— Try it —
Among the records below, find each line containing the word "HttpRegistry" and copy it.

--- START ---

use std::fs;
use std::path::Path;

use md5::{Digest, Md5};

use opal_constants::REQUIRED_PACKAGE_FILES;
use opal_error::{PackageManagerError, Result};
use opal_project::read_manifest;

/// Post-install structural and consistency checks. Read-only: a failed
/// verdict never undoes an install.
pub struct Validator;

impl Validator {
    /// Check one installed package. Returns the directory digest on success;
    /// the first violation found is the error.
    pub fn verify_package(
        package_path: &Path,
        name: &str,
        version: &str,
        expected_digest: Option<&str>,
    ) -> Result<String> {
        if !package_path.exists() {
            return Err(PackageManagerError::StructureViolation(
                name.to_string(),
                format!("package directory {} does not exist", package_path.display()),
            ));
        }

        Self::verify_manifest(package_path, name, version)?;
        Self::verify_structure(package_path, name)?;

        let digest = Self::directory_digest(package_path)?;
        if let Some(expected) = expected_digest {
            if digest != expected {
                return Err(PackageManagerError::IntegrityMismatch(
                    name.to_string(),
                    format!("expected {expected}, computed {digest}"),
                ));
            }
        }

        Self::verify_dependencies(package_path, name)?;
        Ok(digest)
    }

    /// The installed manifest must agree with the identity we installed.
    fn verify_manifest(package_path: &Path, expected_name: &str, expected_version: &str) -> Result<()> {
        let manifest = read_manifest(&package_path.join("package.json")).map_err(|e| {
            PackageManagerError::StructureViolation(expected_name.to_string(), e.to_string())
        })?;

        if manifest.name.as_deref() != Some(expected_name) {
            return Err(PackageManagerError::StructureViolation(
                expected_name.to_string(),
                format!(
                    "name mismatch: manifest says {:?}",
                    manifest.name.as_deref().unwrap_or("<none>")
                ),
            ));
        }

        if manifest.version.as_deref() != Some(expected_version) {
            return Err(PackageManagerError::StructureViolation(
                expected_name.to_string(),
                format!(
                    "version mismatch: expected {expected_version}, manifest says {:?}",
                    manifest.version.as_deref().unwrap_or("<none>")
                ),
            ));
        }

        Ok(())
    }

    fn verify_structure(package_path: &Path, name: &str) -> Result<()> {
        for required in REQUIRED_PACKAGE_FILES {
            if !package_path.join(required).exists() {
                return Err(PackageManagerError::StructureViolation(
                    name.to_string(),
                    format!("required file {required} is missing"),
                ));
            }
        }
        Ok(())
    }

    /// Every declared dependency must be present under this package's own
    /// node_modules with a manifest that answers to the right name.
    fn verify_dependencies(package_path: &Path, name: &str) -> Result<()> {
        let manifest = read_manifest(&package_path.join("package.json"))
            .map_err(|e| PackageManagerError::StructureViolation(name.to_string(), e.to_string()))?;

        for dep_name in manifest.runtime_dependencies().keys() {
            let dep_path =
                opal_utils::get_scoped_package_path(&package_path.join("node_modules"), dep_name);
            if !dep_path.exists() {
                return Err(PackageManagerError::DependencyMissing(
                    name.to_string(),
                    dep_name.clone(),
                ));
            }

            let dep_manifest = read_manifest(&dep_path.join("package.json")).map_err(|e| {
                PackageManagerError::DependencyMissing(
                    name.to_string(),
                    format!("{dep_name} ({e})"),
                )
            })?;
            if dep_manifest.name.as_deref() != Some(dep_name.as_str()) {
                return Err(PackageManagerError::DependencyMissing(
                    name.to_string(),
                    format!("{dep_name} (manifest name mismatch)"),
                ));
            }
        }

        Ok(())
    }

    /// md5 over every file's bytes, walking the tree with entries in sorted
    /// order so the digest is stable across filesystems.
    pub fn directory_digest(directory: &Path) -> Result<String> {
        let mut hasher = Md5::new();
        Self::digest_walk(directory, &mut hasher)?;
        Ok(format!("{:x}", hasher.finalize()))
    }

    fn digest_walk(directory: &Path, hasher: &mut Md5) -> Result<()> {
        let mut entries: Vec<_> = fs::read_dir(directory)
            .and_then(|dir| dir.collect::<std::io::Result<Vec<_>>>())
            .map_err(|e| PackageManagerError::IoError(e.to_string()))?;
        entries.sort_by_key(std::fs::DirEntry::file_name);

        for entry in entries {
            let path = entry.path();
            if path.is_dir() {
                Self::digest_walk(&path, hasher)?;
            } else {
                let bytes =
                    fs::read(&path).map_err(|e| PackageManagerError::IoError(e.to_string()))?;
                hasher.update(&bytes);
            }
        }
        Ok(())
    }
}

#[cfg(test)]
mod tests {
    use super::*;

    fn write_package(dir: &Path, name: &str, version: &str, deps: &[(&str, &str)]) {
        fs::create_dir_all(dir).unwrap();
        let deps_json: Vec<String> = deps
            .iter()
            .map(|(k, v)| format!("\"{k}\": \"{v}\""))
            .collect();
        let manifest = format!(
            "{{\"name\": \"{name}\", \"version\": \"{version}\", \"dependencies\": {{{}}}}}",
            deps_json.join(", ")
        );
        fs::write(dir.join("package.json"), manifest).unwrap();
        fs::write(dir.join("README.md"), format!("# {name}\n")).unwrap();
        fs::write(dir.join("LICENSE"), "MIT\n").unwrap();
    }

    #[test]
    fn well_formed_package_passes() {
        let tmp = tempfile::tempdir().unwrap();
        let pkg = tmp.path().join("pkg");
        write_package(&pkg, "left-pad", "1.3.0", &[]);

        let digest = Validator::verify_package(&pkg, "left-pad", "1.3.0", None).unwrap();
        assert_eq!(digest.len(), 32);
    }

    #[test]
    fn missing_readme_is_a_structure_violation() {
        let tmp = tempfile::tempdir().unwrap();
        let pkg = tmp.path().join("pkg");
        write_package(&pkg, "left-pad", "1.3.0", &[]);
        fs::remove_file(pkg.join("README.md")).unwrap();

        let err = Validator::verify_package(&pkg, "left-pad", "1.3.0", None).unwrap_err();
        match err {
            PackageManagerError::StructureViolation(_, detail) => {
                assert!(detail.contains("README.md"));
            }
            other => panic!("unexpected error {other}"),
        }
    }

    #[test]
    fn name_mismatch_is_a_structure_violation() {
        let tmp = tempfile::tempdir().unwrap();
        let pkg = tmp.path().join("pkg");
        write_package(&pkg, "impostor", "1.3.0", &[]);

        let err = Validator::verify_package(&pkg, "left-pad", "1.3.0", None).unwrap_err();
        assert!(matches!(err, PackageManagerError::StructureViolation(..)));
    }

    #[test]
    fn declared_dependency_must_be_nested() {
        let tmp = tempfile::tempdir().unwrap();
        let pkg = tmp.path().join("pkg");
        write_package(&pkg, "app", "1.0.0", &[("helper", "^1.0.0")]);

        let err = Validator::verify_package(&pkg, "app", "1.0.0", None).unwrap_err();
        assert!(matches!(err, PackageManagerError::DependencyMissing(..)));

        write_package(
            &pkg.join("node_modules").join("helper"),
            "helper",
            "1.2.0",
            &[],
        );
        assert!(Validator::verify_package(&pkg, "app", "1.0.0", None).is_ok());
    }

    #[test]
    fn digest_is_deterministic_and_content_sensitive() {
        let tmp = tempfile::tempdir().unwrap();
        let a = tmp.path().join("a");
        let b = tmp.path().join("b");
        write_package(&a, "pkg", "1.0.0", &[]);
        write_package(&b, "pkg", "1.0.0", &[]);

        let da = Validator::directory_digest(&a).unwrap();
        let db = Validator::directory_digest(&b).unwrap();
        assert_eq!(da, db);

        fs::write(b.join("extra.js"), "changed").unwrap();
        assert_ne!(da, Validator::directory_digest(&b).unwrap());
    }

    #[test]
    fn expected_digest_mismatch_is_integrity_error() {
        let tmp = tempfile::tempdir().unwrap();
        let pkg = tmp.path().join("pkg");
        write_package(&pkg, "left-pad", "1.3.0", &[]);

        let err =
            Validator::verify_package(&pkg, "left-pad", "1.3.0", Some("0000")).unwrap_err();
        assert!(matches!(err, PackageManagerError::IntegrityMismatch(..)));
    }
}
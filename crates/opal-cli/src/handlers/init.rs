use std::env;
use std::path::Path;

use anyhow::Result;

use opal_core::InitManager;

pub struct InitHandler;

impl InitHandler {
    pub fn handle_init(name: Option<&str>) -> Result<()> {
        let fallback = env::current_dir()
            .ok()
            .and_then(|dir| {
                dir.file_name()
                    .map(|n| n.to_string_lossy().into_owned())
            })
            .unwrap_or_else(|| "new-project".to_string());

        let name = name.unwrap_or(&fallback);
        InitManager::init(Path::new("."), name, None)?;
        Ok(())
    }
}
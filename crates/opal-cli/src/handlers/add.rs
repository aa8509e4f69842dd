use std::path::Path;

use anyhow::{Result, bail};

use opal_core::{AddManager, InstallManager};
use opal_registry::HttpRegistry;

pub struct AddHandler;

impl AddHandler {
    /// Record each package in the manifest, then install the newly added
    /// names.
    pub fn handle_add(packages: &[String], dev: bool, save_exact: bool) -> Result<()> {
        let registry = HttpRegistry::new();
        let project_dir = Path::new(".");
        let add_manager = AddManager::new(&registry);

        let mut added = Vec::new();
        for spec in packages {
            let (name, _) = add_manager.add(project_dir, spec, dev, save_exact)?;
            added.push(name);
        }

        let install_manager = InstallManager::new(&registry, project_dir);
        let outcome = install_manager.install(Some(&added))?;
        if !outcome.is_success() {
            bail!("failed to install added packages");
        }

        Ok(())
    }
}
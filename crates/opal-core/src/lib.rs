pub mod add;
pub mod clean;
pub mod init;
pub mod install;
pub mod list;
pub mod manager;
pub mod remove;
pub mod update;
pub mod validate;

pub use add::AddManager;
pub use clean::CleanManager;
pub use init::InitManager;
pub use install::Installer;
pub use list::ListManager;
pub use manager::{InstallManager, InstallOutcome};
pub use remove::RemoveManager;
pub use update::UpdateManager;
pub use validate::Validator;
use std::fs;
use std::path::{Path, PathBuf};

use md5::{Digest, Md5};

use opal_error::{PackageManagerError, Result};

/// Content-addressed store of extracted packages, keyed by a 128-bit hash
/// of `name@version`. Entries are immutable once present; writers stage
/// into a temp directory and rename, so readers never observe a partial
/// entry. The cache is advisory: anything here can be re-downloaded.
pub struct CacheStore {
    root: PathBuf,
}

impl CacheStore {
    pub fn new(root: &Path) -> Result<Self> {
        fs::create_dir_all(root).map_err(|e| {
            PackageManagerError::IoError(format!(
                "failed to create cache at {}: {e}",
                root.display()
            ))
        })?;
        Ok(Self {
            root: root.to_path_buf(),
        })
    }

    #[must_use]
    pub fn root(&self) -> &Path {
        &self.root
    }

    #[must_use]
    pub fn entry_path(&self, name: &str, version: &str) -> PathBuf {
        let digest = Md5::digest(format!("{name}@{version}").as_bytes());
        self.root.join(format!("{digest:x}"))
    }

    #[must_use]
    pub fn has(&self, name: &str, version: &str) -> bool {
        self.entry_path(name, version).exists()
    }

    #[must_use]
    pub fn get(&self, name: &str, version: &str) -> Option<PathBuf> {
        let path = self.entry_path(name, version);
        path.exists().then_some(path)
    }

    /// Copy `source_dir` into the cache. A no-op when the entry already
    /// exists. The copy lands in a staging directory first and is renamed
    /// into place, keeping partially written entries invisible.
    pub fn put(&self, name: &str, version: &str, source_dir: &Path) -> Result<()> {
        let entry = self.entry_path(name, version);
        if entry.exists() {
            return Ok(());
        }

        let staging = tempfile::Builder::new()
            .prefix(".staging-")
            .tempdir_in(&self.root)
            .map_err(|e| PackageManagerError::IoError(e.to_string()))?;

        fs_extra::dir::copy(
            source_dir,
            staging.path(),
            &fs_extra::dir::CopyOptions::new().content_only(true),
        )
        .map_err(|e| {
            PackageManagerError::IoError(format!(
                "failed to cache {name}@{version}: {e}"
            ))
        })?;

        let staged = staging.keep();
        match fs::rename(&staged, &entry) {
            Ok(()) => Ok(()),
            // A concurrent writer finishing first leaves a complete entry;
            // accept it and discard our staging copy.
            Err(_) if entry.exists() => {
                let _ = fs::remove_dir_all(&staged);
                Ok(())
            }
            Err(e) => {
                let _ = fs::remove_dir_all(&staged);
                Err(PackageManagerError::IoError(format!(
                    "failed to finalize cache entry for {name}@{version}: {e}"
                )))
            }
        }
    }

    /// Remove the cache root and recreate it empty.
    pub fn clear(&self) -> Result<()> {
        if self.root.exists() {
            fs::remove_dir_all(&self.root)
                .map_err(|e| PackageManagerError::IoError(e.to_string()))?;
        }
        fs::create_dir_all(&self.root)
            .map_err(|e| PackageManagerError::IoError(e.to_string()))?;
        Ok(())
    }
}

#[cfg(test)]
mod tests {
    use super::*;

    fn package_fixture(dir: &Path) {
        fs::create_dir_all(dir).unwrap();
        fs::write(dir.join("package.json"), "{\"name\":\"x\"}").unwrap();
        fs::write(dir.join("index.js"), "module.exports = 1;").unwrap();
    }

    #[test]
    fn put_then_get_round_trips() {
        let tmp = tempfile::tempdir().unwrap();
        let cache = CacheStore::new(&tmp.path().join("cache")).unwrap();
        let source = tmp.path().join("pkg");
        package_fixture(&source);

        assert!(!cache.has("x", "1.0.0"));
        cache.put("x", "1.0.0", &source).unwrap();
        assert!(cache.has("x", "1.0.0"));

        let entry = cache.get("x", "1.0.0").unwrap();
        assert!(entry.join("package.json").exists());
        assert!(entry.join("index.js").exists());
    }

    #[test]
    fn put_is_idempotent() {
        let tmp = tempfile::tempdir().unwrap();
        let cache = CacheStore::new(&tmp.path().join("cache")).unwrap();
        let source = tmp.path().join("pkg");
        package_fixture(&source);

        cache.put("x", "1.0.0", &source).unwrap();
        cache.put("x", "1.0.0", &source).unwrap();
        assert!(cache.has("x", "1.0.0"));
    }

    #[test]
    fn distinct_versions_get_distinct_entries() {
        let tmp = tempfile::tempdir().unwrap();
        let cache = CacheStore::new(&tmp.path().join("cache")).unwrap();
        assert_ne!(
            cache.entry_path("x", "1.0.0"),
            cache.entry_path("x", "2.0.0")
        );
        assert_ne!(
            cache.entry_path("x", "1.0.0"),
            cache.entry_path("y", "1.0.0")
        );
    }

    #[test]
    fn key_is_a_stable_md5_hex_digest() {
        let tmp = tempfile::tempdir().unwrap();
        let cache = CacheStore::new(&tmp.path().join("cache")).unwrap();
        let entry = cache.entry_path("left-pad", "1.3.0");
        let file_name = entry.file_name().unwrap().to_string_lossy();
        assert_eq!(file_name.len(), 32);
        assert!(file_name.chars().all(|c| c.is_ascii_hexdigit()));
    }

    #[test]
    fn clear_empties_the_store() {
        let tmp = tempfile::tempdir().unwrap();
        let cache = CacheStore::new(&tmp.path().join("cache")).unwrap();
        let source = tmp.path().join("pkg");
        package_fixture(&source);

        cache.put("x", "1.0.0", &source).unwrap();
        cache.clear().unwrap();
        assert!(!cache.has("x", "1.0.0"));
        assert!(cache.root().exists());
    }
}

--- END ---

— Reply to the task —
use opal_registry::HttpRegistry;
        let registry = HttpRegistry::new();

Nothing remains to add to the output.